教師から、新たに臨床心理士――心理カウンセラーになる夢を抱きました。初めの頃は、大学進学を諦めていました。高校3年生から少しずつ学校に行けるようになったのですが、勉強が追いつかず……。

しかし、自分と似た経験をした方はきっと世の中にたくさんいると思い、もっと広い世界を見たいと思いました。自分と同じような苦しい経験をした人が前を向くきっかけとなり、寄り添い、一緒に前に進んでいけたら。自分の実体験を通して、伝えられることがたくさんあるのではないかと感じるようになりました。そして、大学進学を決めました。

カメラで“人”を撮る楽しさを知る

ー大学進学後、いよいよカメラとの出会いがあったとのことですが、どのような経験を通して出会ったのでしょうか。

旅行がきっかけで、小さなミラーレス一眼カメラを買いました。友達と沖縄旅行に行くことになり、せっかくならいいカメラで撮りたいと思いました。当時から写真は好きで、携帯とかで撮影していました。

旅行でカメラにはまりました。友達の写真を撮るのがすごく楽しくて。

ー撮っていて、どのような楽しさを感じたのですか。

1番楽しかったのは、景色よりも、友達の「笑っている瞬間」を撮ることでした。友達が楽しそうにしているのを俯瞰で見ると、自分もここにいると感じられ、それが楽しいと感じました。

そのあとに、撮った写真を友達に送ると「めちゃいい写真」と喜んでくれて。写真を撮ることで、こんなに喜んでもらえるのだと嬉しくもなりました。

ー大学在学中、Lovegraphとはどのように出会ったのでしょうか。

友達カップルを撮った写真をFacebookにアップしたところ、それを見たLovegraphの代表が「一緒にやらない?」と声をかけてくださいました。そして、ビジョンに共感し、Lovegraphに入ることに決めました。

ーLovegraphのビジョンに共感したとのことですが、どのような点に共感したのでしょうか。

現在のLovegraphのビジョンは、「幸せな瞬間を、もっと世界に」ですが、当時は、ビジョンとして掲げている言葉はありませんでした。しかし、代表はずっと「世界を平和にしたい」と言っていました。世界を平和にするには、この活動が絶対に必要だと。

代表から「優しさの連鎖」の話をよく聞いていました。誰かに優しくすると、優しくされた人は、その分、誰かに優しくしようと思える。これが写真でも表せるのではないかと。
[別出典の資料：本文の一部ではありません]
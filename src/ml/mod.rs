//! Model handles used by every analysis call.
//!
//! Two classifiers (sentiment and emotion) sit behind the [`TextClassifier`]
//! trait so the keyword models and remote inference endpoints are
//! interchangeable. The lexicon polarity scorer is always local.

pub mod keyword;
pub mod polarity;
pub mod remote;

use std::sync::Arc;

use async_trait::async_trait;
use serde::{Deserialize, Serialize};
use utoipa::ToSchema;

use crate::config::{ClassifierBackend, Config};
use crate::error::{AppError, AppResult};
use keyword::{KeywordEmotionClassifier, KeywordSentimentClassifier};
use polarity::PolarityScorer;
use remote::RemoteClassifier;

/// One label scored by a classifier.
#[derive(Debug, Clone, PartialEq, Serialize, Deserialize, ToSchema)]
pub struct LabelScore {
    #[schema(example = "joy")]
    pub label: String,
    #[schema(example = 0.97)]
    pub score: f32,
}

impl LabelScore {
    pub fn new(label: impl Into<String>, score: f32) -> Self {
        Self {
            label: label.into(),
            score,
        }
    }
}

/// A text classification model.
#[async_trait]
pub trait TextClassifier: Send + Sync {
    /// Short name used in logs and errors.
    fn name(&self) -> &str;

    /// Scores `text`, returning every label the model produced.
    async fn classify(&self, text: &str) -> AppResult<Vec<LabelScore>>;
}

/// Picks the highest scoring label. On equal scores the earlier label wins.
pub fn top_label(scores: Vec<LabelScore>) -> Option<LabelScore> {
    scores.into_iter().fold(None, |best, candidate| match best {
        Some(current) if current.score >= candidate.score => Some(current),
        _ => Some(candidate),
    })
}

/// The loaded models. Built once at startup and shared read-only.
pub struct ModelHandles {
    sentiment: Arc<dyn TextClassifier>,
    emotion: Arc<dyn TextClassifier>,
    polarity: PolarityScorer,
}

impl ModelHandles {
    pub fn new(sentiment: Arc<dyn TextClassifier>, emotion: Arc<dyn TextClassifier>) -> Self {
        Self {
            sentiment,
            emotion,
            polarity: PolarityScorer,
        }
    }

    /// Constructs the classifiers selected by the config.
    pub fn load(config: &Config) -> AppResult<Self> {
        let handles = match &config.backend {
            ClassifierBackend::Keyword => Self::new(
                Arc::new(KeywordSentimentClassifier),
                Arc::new(KeywordEmotionClassifier),
            ),
            ClassifierBackend::Remote {
                sentiment_url,
                emotion_url,
            } => Self::new(
                Arc::new(RemoteClassifier::new(
                    "sentiment",
                    sentiment_url,
                    config.classifier_timeout,
                )?),
                Arc::new(RemoteClassifier::new(
                    "emotion",
                    emotion_url,
                    config.classifier_timeout,
                )?),
            ),
        };

        tracing::info!(
            "🧠 Models loaded: sentiment={}, emotion={}",
            handles.sentiment.name(),
            handles.emotion.name()
        );
        Ok(handles)
    }

    pub fn backend_names(&self) -> (String, String) {
        (
            self.sentiment.name().to_string(),
            self.emotion.name().to_string(),
        )
    }

    pub async fn top_sentiment(&self, text: &str) -> AppResult<LabelScore> {
        top_checked(self.sentiment.as_ref(), text).await
    }

    pub async fn top_emotion(&self, text: &str) -> AppResult<LabelScore> {
        top_checked(self.emotion.as_ref(), text).await
    }

    pub fn polarity(&self, text: &str) -> f64 {
        self.polarity.score(text)
    }
}

async fn top_checked(classifier: &dyn TextClassifier, text: &str) -> AppResult<LabelScore> {
    let scores = classifier.classify(text).await?;

    if let Some(bad) = scores
        .iter()
        .find(|s| !s.score.is_finite() || !(0.0..=1.0).contains(&s.score))
    {
        return Err(AppError::classifier(
            classifier.name(),
            format!("score {} for '{}' is outside [0, 1]", bad.score, bad.label),
        ));
    }

    top_label(scores)
        .ok_or_else(|| AppError::classifier(classifier.name(), "returned no labels"))
}


#[cfg(test)]
mod tests {
    use super::testing::FixedClassifier;
    use super::*;

    #[test]
    fn test_top_label_highest_wins() {
        let top = top_label(vec![
            LabelScore::new("neutral", 0.2),
            LabelScore::new("joy", 0.7),
            LabelScore::new("anger", 0.1),
        ]);
        assert_eq!(top.unwrap().label, "joy");
    }

    #[test]
    fn test_top_label_tie_keeps_first() {
        let top = top_label(vec![LabelScore::new("fear", 0.5), LabelScore::new("sadness", 0.5)]);
        assert_eq!(top.unwrap().label, "fear");
        assert!(top_label(Vec::new()).is_none());
    }

    #[tokio::test]
    async fn test_out_of_range_score_is_rejected() {
        let handles = ModelHandles::new(
            Arc::new(FixedClassifier(vec![LabelScore::new("POSITIVE", 1.4)])),
            Arc::new(FixedClassifier(vec![LabelScore::new("joy", 0.9)])),
        );
        let err = handles.top_sentiment("hello").await.unwrap_err();
        assert!(matches!(err, AppError::Classifier { .. }));
        assert!(handles.top_emotion("hello").await.is_ok());
    }

    #[tokio::test]
    async fn test_empty_label_list_is_rejected() {
        let handles = ModelHandles::new(
            Arc::new(FixedClassifier(Vec::new())),
            Arc::new(FixedClassifier(vec![LabelScore::new("joy", f32::NAN)])),
        );
        assert!(handles.top_sentiment("hello").await.is_err());
        assert!(handles.top_emotion("hello").await.is_err());
    }

    #[test]
    fn test_load_keyword_backend() {
        let config = Config::from_lookup(|_| None).unwrap();
        let handles = ModelHandles::load(&config).unwrap();
        let (sentiment, emotion) = handles.backend_names();
        assert_eq!(sentiment, "keyword-sentiment");
        assert_eq!(emotion, "keyword-emotion");
    }
}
カップル写真を見た人が、カップルっていいな、愛っていいなと感じてくれる。そして、自分の恋人を大事にしようと思い、自分たちも写真で愛の形を残そうと思ってくれる。また、撮った写真を見て、「あ、好きな人の前では、自分はこんなに笑っているんだ」とさらに愛を実感する。

この連鎖が世の中にたくさん広がっていけば、1人ひとりが目の前にある小さな幸せに気づき、人生が豊かになる。もっと大きなストーリーで見ると、世界平和に繋がっていくのではないかという考え方でした。

この考え方にとても共感しました。まさに、自分が高校生のときに、小さなことでも幸せに感じた経験とリンクしたのです。自分はこの活動をやるべきだと思いました。

ー大学卒業後、そのままLovegraphに就職。現在、Lovegraphで撮影以外にも行っている仕事はありますか。

アカデミーというオンライン写真教室で、カメラマンの育成をしています。写真を基礎から学べ、一緒に学ぶ仲間とも出会える場所です。

「好きなこと」を「楽しく」学んで、技術の習得を目指します。自分自身が楽しい撮影をして、ゲストにも楽しいと感じてもらえる活動ができるようサポートをしています。